Great fun, standing around that section down off One Mile Road, and blasting away with our shotguns, keeping the birds stirred up so they wouldn’t come into the roost!!! Seems like a truck load of old ammo was disposed of during that week or two, between the fire trucks, lights, and the national news coverage, we did have quite a row in Dexter. I lived a mile south of that roost, through the woods and could walk to school at DHS. I was tested like every student, thankfully nothing more than my pneumonia scars were found, and was negative on the shot test as well. I’m also quite cautious about stirring up any bat guano encountered while caving ANYWHERE!! Caving Softly and still bird hunting, Regards, kkr
I too lived off One Mile Road in the 1960’s and so remember the starlings flying over our house every evening about 5 pm
…I was telling some friends about the birds just this week and had not thought of them in years. Decided to try the internet and was surprised to find info about them and Dexter…

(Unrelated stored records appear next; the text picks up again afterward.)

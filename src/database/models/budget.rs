use chrono::{DateTime, Utc};
use serde::{Deserialize, Serialize};
use sqlx::FromRow;
use uuid::Uuid;

use crate::types::{BudgetType, UnknownVariant};

/// One budget line attached to a daily plan of a trip plan
#[derive(Debug, Clone, PartialEq, Serialize)]
pub struct Budget {
    pub id: Uuid,
    pub plan_id: Uuid,
    pub daily_plan_id: Uuid,
    pub category: String,
    pub name: String,
    pub amount: i64,
    pub budget_type: BudgetType,
    pub created_at: DateTime<Utc>,
    pub updated_at: DateTime<Utc>,
}

/// Request body for creating or replacing a budget line
#[derive(Debug, Clone, Deserialize)]
pub struct BudgetDraft {
    pub daily_plan_id: Uuid,
    pub category: String,
    pub name: String,
    pub amount: i64,
    pub budget_type: BudgetType,
}

/// Narrows a plan's budget listing; unset fields match everything
#[derive(Debug, Clone, Copy, Default, Deserialize)]
pub struct BudgetFilter {
    pub daily_plan_id: Option<Uuid>,
    #[serde(rename = "type")]
    pub budget_type: Option<BudgetType>,
}

impl BudgetFilter {
    pub fn matches(&self, budget: &Budget) -> bool {
        self.daily_plan_id.map_or(true, |id| budget.daily_plan_id == id)
            && self.budget_type.map_or(true, |t| budget.budget_type == t)
    }
}

#[derive(Debug, Clone, FromRow)]
pub struct BudgetRow {
    pub id: Uuid,
    pub plan_id: Uuid,
    pub daily_plan_id: Uuid,
    pub category: String,
    pub name: String,
    pub amount: i64,
    pub budget_type: String,
    pub created_at: DateTime<Utc>,
    pub updated_at: DateTime<Utc>,
}

impl TryFrom<BudgetRow> for Budget {
    type Error = UnknownVariant;

    fn try_from(row: BudgetRow) -> Result<Self, Self::Error> {
        Ok(Self {
            id: row.id,
            plan_id: row.plan_id,
            daily_plan_id: row.daily_plan_id,
            category: row.category,
            name: row.name,
            amount: row.amount,
            budget_type: row.budget_type.parse()?,
            created_at: row.created_at,
            updated_at: row.updated_at,
        })
    }
}
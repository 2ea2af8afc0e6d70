use axum::{
    extract::{Request, State},
    http::HeaderMap,
    middleware::Next,
    response::Response,
};

use crate::auth::{validate_jwt, AuthUser};
use crate::error::ApiError;
use crate::state::AppState;

/// JWT authentication middleware that validates tokens and injects the caller as `AuthUser`
pub async fn jwt_auth_middleware(
    State(state): State<AppState>,
    headers: HeaderMap,
    mut request: Request,
    next: Next,
) -> Result<Response, ApiError> {
    let token = extract_jwt_from_headers(&headers).map_err(ApiError::unauthorized)?;

    let claims = validate_jwt(&token, &state.jwt_secret).map_err(|e| {
        tracing::warn!("Rejected token: {}", e);
        ApiError::unauthorized(e.to_string())
    })?;

    request.extensions_mut().insert(AuthUser::from(claims));

    Ok(next.run(request).await)
}

/// Extract JWT token from Authorization header
fn extract_jwt_from_headers(headers: &HeaderMap) -> Result<String, String> {
    let auth_header = headers
        .get(axum::http::header::AUTHORIZATION)
        .ok_or_else(|| "Missing Authorization header".to_string())?;

    let auth_str = auth_header
        .to_str()
        .map_err(|_| "Invalid Authorization header format".to_string())?;

    if let Some(token) = auth_str.strip_prefix("Bearer ") {
        if token.trim().is_empty() {
            return Err("Empty JWT token".to_string());
        }
        Ok(token.trim().to_string())
    } else {
        Err("Authorization header must use Bearer token format".to_string())
    }
}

I lived just three blocks as the Eagle flies from the location where Towers now lies from the Starlings. I used to love putting on galoshes, then Tubby and I and a few other brave friends would walk over there with our B-B guns and have loads of fun shooting at them. We must not have gone down inside the trees because I don’t remember getting any bird dung anywhere other than my galoshes. We shot at them until we ran out of B-B’s or it got to dark. We hit a lot of them. The birds didn’t fly away because they were making so much noise they couldn’t hear our B-B guns going off. I guess we were also fortunate because I have never had any sort of respiratory problems so far. :-)Kids in my neighborhood called me the “Rifleman” because I was so quick at cocking and shooting my pump B-B gun. I used to stand on the back porch and wait until Chuck Conners fired his first shot. Then I would still get off ten shots before he did at the start of his show.
my brother and I were both hospitalized with the “bird poop” disease.
I missed part of my Freshman year– no year book picture.
We had to be home schooled for awhile.
Remember that there were so many roosting in the Trees at the St. Francs Hospital that they suffocated and died there.